Timing: Five, ten or twenty units given daily as prescribed during the cycle. It may be overlapped with birth control pills for 3-7 days.

Possible Side Effects: Bloating, bruising at the injection site, hot flashes, insomnia and night sweats, headache, mood swings, vaginal dryness. Many symptoms are relieved by two Tylenol every four hours and usually disappear with the start of stimulation drugs. Symptoms may not occur when Lupron and birth control pills overlap.

Pre-Natal Vitamins – contain folic acid (folate), which may reduce the risk of certain birth defects such as spina bifida and other neural tube defects.

Method of Administration: Oral.

Timing: Taken daily, starting before attempting pregnancy, if possible.

Possible Side Effects: Constipation, nausea, bloating.

Methotrexate – used as a first step for treating ectopic pregnancies, this drug destroys pregnancy tissue and allows it to be reabsorbed by the body. If methotrexate therapy fails, as evidenced by continued elevated beta hCG levels, the medication may be repeated or surgery may be required.

Method of Administration: Intramuscular injection.

Timing: Prescribed after diagnosis of ectopic pregnancy and review of baseline bloodwork by a physician.

Possible Side Effects: Short-term/temporary symptoms include ulcers in the mouth and gastrointestinal system, liver function problems, sensitivity to sunlight and adverse effects from alcohol consumption.

Methylprednisolone (Medrol) – a steroid used for its anti-inflammatory effect after IVF oocyte retrieval.

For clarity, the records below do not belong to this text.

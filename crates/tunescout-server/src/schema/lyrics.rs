//! Lyrics lookup request/response types.

use serde::Deserialize;

/// Query string of `GET /lyrics/{artist_name}/{song_title}`.
#[derive(Debug, Clone, Deserialize)]
pub struct LyricsQuery {
    /// Musixmatch API key. A missing key is rejected by the handler.
    pub api_key: Option<String>,
}

/// Response for a successful lyrics lookup: `{artist, song, lyrics}`.
pub type LyricsResponse = tunescout_core::LyricsResult;
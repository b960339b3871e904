//! Musixmatch lyrics adapter.
//!
//! Calls `matcher.lyrics.get` and maps the nested `message.header.status_code`
//! to lyrics text or nothing. Every failure is logged and collapses to `None`.

use reqwest::Client;
use serde_json::Value;
use tunescout_core::LyricsRequest;

use super::{endpoint, fetch_json};

const LYRICS_METHOD: &str = "matcher.lyrics.get";

/// Status code Musixmatch reports inside the envelope on success.
const PROVIDER_OK: i64 = 200;

#[derive(Debug, Clone)]
pub struct MusixmatchClient {
    http: Client,
    base_url: String,
}

impl MusixmatchClient {
    pub fn new(http: Client, base_url: impl Into<String>) -> Self {
        MusixmatchClient {
            http,
            base_url: base_url.into(),
        }
    }

    /// Fetches lyrics for an already sanitized request.
    ///
    /// Returns `None` when the provider has no lyrics, answers with an error
    /// status, returns a malformed body, or cannot be reached.
    pub async fn fetch_lyrics(&self, request: &LyricsRequest) -> Option<String> {
        let call = self
            .http
            .get(endpoint(&self.base_url, LYRICS_METHOD))
            .query(&[
                ("q_artist", request.artist()),
                ("q_track", request.song()),
                ("apikey", request.api_key()),
            ]);

        match fetch_json(call).await {
            Ok(data) => {
                tracing::debug!(payload = %data, "lyrics provider response");
                extract_lyrics(&data)
            }
            Err(err) => {
                tracing::error!(
                    artist = request.artist(),
                    song = request.song(),
                    "lyrics request failed: {}",
                    err
                );
                None
            }
        }
    }
}

/// Maps a decoded Musixmatch envelope to lyrics text.
///
/// Status 200 yields `message.body.lyrics.lyrics_body` verbatim; missing or
/// empty nested fields, any other status, and list-shaped bodies yield `None`.
pub fn extract_lyrics(data: &Value) -> Option<String> {
    if data.is_array() {
        tracing::error!("unexpected list response from lyrics provider");
        return None;
    }

    let status_code = data
        .pointer("/message/header/status_code")
        .and_then(Value::as_i64);

    match status_code {
        Some(PROVIDER_OK) => {
            let lyrics = data
                .pointer("/message/body/lyrics/lyrics_body")
                .and_then(Value::as_str)
                .filter(|body| !body.is_empty())
                .map(str::to_string);
            if lyrics.is_none() {
                tracing::warn!("lyrics provider reported success without a lyrics body");
            }
            lyrics
        }
        other => {
            tracing::error!(status_code = ?other, "failed to fetch lyrics");
            None
        }
    }
}
//! HTTP handler modules for the tunescout API.
//!
//! Handlers validate input through `tunescout-core`, delegate to a provider
//! adapter, and return JSON responses. No business logic lives in handlers.

pub mod artist;
pub mod home;
pub mod lyrics;
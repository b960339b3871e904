//! Application state shared by all handlers.
//!
//! [`AppState`] holds the immutable configuration and the two provider
//! adapters behind `Arc`s. There is no shared mutable state: each request
//! performs at most one outbound call and nothing is cached between requests.

use std::sync::Arc;

use crate::config::ServerConfig;
use crate::providers::{build_http_client, ItunesClient, MusixmatchClient};

/// Shared application state for the HTTP server.
#[derive(Clone)]
pub struct AppState {
    pub config: Arc<ServerConfig>,
    /// Album lookups.
    pub itunes: Arc<ItunesClient>,
    /// Lyrics lookups.
    pub musixmatch: Arc<MusixmatchClient>,
}

impl AppState {
    /// Creates a new `AppState`, building one HTTP client with the configured
    /// timeout for both providers.
    ///
    /// Fails only when the TLS backend cannot be initialized.
    pub fn new(config: ServerConfig) -> Result<Self, reqwest::Error> {
        let http = build_http_client(config.http_timeout)?;

        let itunes = ItunesClient::new(http.clone(), config.itunes_base_url.clone());
        let musixmatch = MusixmatchClient::new(http, config.musixmatch_base_url.clone());

        Ok(AppState {
            config: Arc::new(config),
            itunes: Arc::new(itunes),
            musixmatch: Arc::new(musixmatch),
        })
    }
}

#[cfg(test)]
mod tests {
    use std::time::Duration;

    use super::*;

    #[test]
    fn new_shares_config_with_handlers() {
        let config = ServerConfig {
            http_timeout: Duration::from_secs(1),
            artist_album_limit: 5,
            ..ServerConfig::default()
        };
        let state = AppState::new(config).unwrap();
        assert_eq!(state.config.artist_album_limit, 5);
        assert_eq!(state.config.http_timeout, Duration::from_secs(1));
    }
}
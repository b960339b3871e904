//! Binary entrypoint for the tunescout HTTP server.
//!
//! Configuration is read from environment variables; see
//! [`tunescout_server::config`].

use tunescout_server::config::ServerConfig;
use tunescout_server::router::build_router;
use tunescout_server::state::AppState;

#[tokio::main]
async fn main() -> Result<(), Box<dyn std::error::Error>> {
    tracing_subscriber::fmt::init();

    let config = ServerConfig::from_env()?;
    let addr = config.bind_addr();
    tracing::info!(
        musixmatch = %config.musixmatch_base_url,
        itunes = %config.itunes_base_url,
        timeout_secs = config.http_timeout.as_secs(),
        "provider configuration"
    );

    let state = AppState::new(config)?;
    let app = build_router(state);

    tracing::info!("tunescout server starting on {}", addr);

    let listener = tokio::net::TcpListener::bind(&addr).await?;
    axum::serve(listener, app).await?;
    Ok(())
}
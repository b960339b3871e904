//! API schema types for request/response definitions.
//!
//! Each sub-module defines the request and response types for a specific
//! API domain. Types use serde derives for JSON serialization/deserialization.

pub mod artist;
pub mod lyrics;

Method of Administration: Oral.

Timing: One pill daily beginning the day of retrieval and ending the day of embryo transfer.

Possible Side Effects: None, based on the low dose prescribed.

Progesterone – administered to support the uterine lining during early pregnancy.

Method of Administration: Oral capsules, vaginal suppositories/capsules/gel, or intramuscular injection.

Timing: Used daily starting day of IVF retrieval and continuing until the pregnancy test, and an additional four to six weeks if the pregnancy test is positive.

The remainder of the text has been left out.